On the one hand, healing from crises such as COVID must involve a willingness to accept what we have had to weather, regardless of our choice in the matter, and to embrace our vulnerability to the unseen events of the future––we have no power over them. But on the other, we heal to the extent that we are able to courageously shape our own lives––to reject the narrative of powerlessness we might be tempted to take away from the pandemic, and embrace our agency with all of its limits. Armed with the resources of curiosity about our responses, past and present, and trusted witnesses to journey with us, we will begin to experience the dignifying agency we are designed for once more. 

Bibliography

Allender, Daniel. 2018. The Wounded Heart: Hope for Adult Victims of Childhood Sexual Abuse.  Colorado Springs, CO: The Navigators.
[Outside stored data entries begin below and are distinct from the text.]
//! The dynamically typed strided array.

use std::any::Any;
use std::fmt;
use std::ops::{BitAnd, BitOr, BitOrAssign};
use std::rc::Rc;
use std::sync::Arc;

use bytemuck::Pod;
use ndbridge_traits::{
    value_traits_for, CastingMode, DType, Element, ObjectRef, Value, ValueTypeTraits,
};

use crate::broadcast::OperandDescriptor;
use crate::buffer::Buffer;
use crate::config::IterationConfig;
use crate::cursor::Cursor;
use crate::layout::{self, shape_size, Order};
use crate::{NdError, Result, RuntimeError, MAX_DIMS};

// ============================================================================
// Flags
// ============================================================================

/// Array flag bits.
#[derive(Clone, Copy, PartialEq, Eq, Hash, Default)]
pub struct ArrayFlags(u32);

impl ArrayFlags {
    pub const C_CONTIGUOUS: ArrayFlags = ArrayFlags(0x0001);
    pub const F_CONTIGUOUS: ArrayFlags = ArrayFlags(0x0002);
    pub const OWNDATA: ArrayFlags = ArrayFlags(0x0004);
    pub const ALIGNED: ArrayFlags = ArrayFlags(0x0100);
    pub const WRITEABLE: ArrayFlags = ArrayFlags(0x0400);

    const NAMES: [(ArrayFlags, &'static str); 5] = [
        (ArrayFlags::C_CONTIGUOUS, "C_CONTIGUOUS"),
        (ArrayFlags::F_CONTIGUOUS, "F_CONTIGUOUS"),
        (ArrayFlags::OWNDATA, "OWNDATA"),
        (ArrayFlags::ALIGNED, "ALIGNED"),
        (ArrayFlags::WRITEABLE, "WRITEABLE"),
    ];

    #[inline]
    pub const fn empty() -> Self {
        ArrayFlags(0)
    }

    #[inline]
    pub const fn bits(self) -> u32 {
        self.0
    }

    /// True when every bit of `other` is set.
    #[inline]
    pub const fn contains(self, other: ArrayFlags) -> bool {
        self.0 & other.0 == other.0
    }

    #[inline]
    pub fn insert(&mut self, other: ArrayFlags) {
        self.0 |= other.0;
    }

    #[inline]
    pub fn remove(&mut self, other: ArrayFlags) {
        self.0 &= !other.0;
    }

    /// Contiguity and alignment bits derived from a layout.
    pub fn from_layout(shape: &[usize], strides: &[isize], itemsize: usize) -> Self {
        let mut flags = ArrayFlags::empty();
        if layout::is_c_contiguous(shape, strides, itemsize) {
            flags.insert(ArrayFlags::C_CONTIGUOUS);
        }
        if layout::is_f_contiguous(shape, strides, itemsize) {
            flags.insert(ArrayFlags::F_CONTIGUOUS);
        }
        if layout::is_aligned(strides, itemsize) {
            flags.insert(ArrayFlags::ALIGNED);
        }
        flags
    }
}

impl BitOr for ArrayFlags {
    type Output = ArrayFlags;

    fn bitor(self, rhs: Self) -> Self {
        ArrayFlags(self.0 | rhs.0)
    }
}
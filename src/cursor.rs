//! The multi-operand cursor engine.
//!
//! A [`Cursor`] walks the resolved loop of a set of operands in lock-step,
//! holding one data pointer per operand. Construction runs the loop planner:
//!
//! 1. [`resolve`](crate::broadcast::resolve) the loop shape and per-operand strides
//! 2. choose the dimension order (row-major, column-major, or by stride importance)
//! 3. optionally flip dimensions every operand walks backwards
//! 4. fuse dimensions that are contiguous for all operands and drop size-1 ones
//!
//! The flattened iteration index counts positions in the cursor's own
//! traversal order. With [`OrderMode::C`](crate::OrderMode::C) or
//! `preserve_order` that is the row-major index of the loop shape.

use smallvec::SmallVec;

use crate::auxiliary::flip_negative_dims;
use crate::broadcast::{resolve, OperandDescriptor};
use crate::config::{IterationConfig, OrderMode};
use crate::fuse::{compress_dims, fuse_dims};
use crate::order::compute_order;
use crate::{NdError, Result};

type SVec<T> = SmallVec<[T; 8]>;

/// Lock-step traversal state over a set of operands.
///
/// Cloning copies the current position; the clone advances independently.
#[derive(Debug, Clone)]
pub struct Cursor {
    operands: Vec<OperandDescriptor>,
    config: IterationConfig,
    loop_shape: Vec<usize>,
    /// Internal dimensions, innermost first.
    dims: SVec<usize>,
    /// `strides[op][k]`: byte stride of operand `op` along internal dim `k`.
    strides: Vec<SVec<isize>>,
    base_ptrs: Vec<*mut u8>,
    index: SVec<usize>,
    ptrs: Vec<*mut u8>,
    iter_index: usize,
    size: usize,
    finished: bool,
}

impl Cursor {
    pub fn new(operands: Vec<OperandDescriptor>, config: IterationConfig) -> Result<Self> {
        Self::build(operands, None, config)
    }

    /// Cursor with an explicit loop shape; `None` entries are inferred.
    pub fn with_itershape(
        operands: Vec<OperandDescriptor>,
        itershape: &[Option<usize>],
        config: IterationConfig,
    ) -> Result<Self> {
        Self::build(operands, Some(itershape), config)
    }

    fn build(
        operands: Vec<OperandDescriptor>,
        itershape: Option<&[Option<usize>]>,
        config: IterationConfig,
    ) -> Result<Self> {
        if !config.allow_object_elements {
            if let Some(operand) = operands.iter().position(|op| op.array().is_object_array()) {
                return Err(NdError::ObjectElementsNotAllowed { operand });
            }
        }
        for op in &operands {
            if op.flags().is_writable() && !op.array().is_writeable() {
                return Err(NdError::NotWriteable);
            }
        }

        let plan = resolve(&operands, itershape, &config)?;
        let rank = plan.loop_shape.len();
        let size = plan.size()?;

        // Internal order, innermost first.
        let perm: Vec<usize> = if config.reorder_allowed() {
            let strides_refs: Vec<&[isize]> = plan.strides.iter().map(|s| s.as_slice()).collect();
            let dest = operands.iter().position(|op| op.flags().is_writable());
            compute_order(&plan.loop_shape, &strides_refs, dest)
        } else if config.order == OrderMode::F && !config.preserve_order {
            (0..rank).collect()
        } else {
            (0..rank).rev().collect()
        };
        let ordered_dims: Vec<usize> = perm.iter().map(|&d| plan.loop_shape[d]).collect();
        let mut ordered_strides: Vec<Vec<isize>> = plan
            .strides
            .iter()
            .map(|s| perm.iter().map(|&d| s[d]).collect())
            .collect();

        let offsets = if config.reorder_allowed() && config.negate_strides {
            flip_negative_dims(&ordered_dims, &mut ordered_strides)
        } else {
            vec![0; operands.len()]
        };

        let fused = fuse_dims(&ordered_dims, &ordered_strides);
        let (dims, strides) = compress_dims(&fused, &ordered_strides);

        let base_ptrs: Vec<*mut u8> = operands
            .iter()
            .zip(&offsets)
            .map(|(op, &off)| op.array().data_ptr().wrapping_offset(off))
            .collect();

        log::debug!(
            "cursor plan: {} operands, loop shape {:?}, inner dims {:?}, size {}",
            operands.len(),
            plan.loop_shape,
            dims,
            size
        );
        for (i, s) in strides.iter().enumerate() {
            log::trace!("operand {} strides {:?} (base offset {})", i, s, offsets[i]);
        }

        let mut cursor = Cursor {
            operands,
            config,
            loop_shape: plan.loop_shape,
            index: SmallVec::from_elem(0, dims.len()),
            dims: SmallVec::from_vec(dims),
            strides: strides.into_iter().map(SmallVec::from_vec).collect(),
            ptrs: base_ptrs.clone(),
            base_ptrs,
            iter_index: 0,
            size,
            finished: false,
        };
        cursor.rewind();
        Ok(cursor)
    }

    fn rewind(&mut self) -> bool {
        self.index.iter_mut().for_each(|i| *i = 0);
        self.ptrs.copy_from_slice(&self.base_ptrs);
        self.iter_index = 0;
        self.finished = self.size == 0;
        !self.finished
    }

    /// Rewind to the first element.
    ///
    /// On an empty loop returns `Ok(false)`, or [`NdError::EmptyIteration`]
    /// when `throws` is set.
    pub fn reset(&mut self, throws: bool) -> Result<bool> {
        if self.rewind() {
            return Ok(true);
        }
        if throws {
            return Err(NdError::EmptyIteration);
        }
        Ok(false)
    }

    /// Advance to the next element. Returns `false` once the loop is exhausted.
    pub fn next(&mut self) -> bool {
        if self.finished {
            return false;
        }
        self.iter_index += 1;
        if self.iter_index >= self.size {
            self.iter_index = self.size;
            self.finished = true;
            return false;
        }
        for k in 0..self.dims.len() {
            self.index[k] += 1;
            if self.index[k] < self.dims[k] {
                for (p, s) in self.ptrs.iter_mut().zip(&self.strides) {
                    *p = p.wrapping_offset(s[k]);
                }
                return true;
            }
            let back = (self.dims[k] - 1) as isize;
            for (p, s) in self.ptrs.iter_mut().zip(&self.strides) {
                *p = p.wrapping_offset(-s[k] * back);
            }
            self.index[k] = 0;
        }
        true
    }

    /// Position at flattened index `i` by recomputing every pointer.
    pub fn jump_to_iter_index(&mut self, i: usize) -> Result<()> {
        if i >= self.size {
            return Err(NdError::IterIndexOutOfRange {
                index: i,
                size: self.size,
            });
        }
        let mut rem = i;
        for (k, &dim) in self.dims.iter().enumerate() {
            self.index[k] = rem % dim;
            rem /= dim;
        }
        for ((p, &base), s) in self.ptrs.iter_mut().zip(&self.base_ptrs).zip(&self.strides) {
            let offset: isize = self
                .index
                .iter()
                .zip(s.iter())
                .map(|(&j, &st)| j as isize * st)
                .sum();
            *p = base.wrapping_offset(offset);
        }
        self.iter_index = i;
        self.finished = false;
        Ok(())
    }

    /// Current data pointer of operand `i`.
    #[inline]
    pub fn get_data(&self, i: usize) -> *mut u8 {
        self.ptrs[i]
    }

    /// Flattened position; equals the size once exhausted.
    #[inline]
    pub fn get_iter_index(&self) -> usize {
        self.iter_index
    }

    /// Number of loop positions (product of the loop shape).
    #[inline]
    pub fn get_iter_size(&self) -> usize {
        self.size
    }

    #[inline]
    pub fn is_finished(&self) -> bool {
        self.finished
    }

    /// Number of operands.
    #[inline]
    pub fn nop(&self) -> usize {
        self.operands.len()
    }

    /// Rank of the resolved loop shape.
    #[inline]
    pub fn ndim(&self) -> usize {
        self.loop_shape.len()
    }

    pub fn loop_shape(&self) -> &[usize] {
        &self.loop_shape
    }

    /// Rank after reordering and fusion.
    #[inline]
    pub fn inner_ndim(&self) -> usize {
        self.dims.len()
    }

    pub fn operand(&self, i: usize) -> &OperandDescriptor {
        &self.operands[i]
    }

    pub fn config(&self) -> &IterationConfig {
        &self.config
    }
}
Baradell, J. G. and K. Klein. 1993. “Relationship of Life Stress and Body Consciousness to Hypervigilant Decision-Making.” Journal of Personality and Social Psychology, 64(2), 267-263. https://psycnet.apa.org/record/1993-21526-001.

Brown, Bréne. 2013. Daring Greatly: How the Courage to Be Vulnerable Transforms the Way We Live, Love, Parent and Lead. London, England: Portfolio Penguin.

Gilbert, Daniel. 2006. Stumbling on Happiness. New York, NY: Knopf. Masten, A. S. 2001. “Ordinary Magic: Resilience Processes in Development.” American Psychology, 56(3), 227-238. 10.1037//0003-066x.56.3.227

Snyder, C. R. 2002. “Hope Theory: Rainbows in the Mind.” Psychological Inquiry, 13 (4), 249-275.

Tony. 2019. “The Serenity Prayer and Me.” SHARE Magazine, 48. 

Van der Kolk, Bessel A. 2015. The Body Keeps the Score: Brain, Mind, and Body in the Healing of Trauma. New York, NY: Penguin Books.

Welzel, Christian and Ronald Inglehart. 2010. “Agency, Values, and Well-Being: A Human Development Model.” Social Indicators Research, 97, 43-63.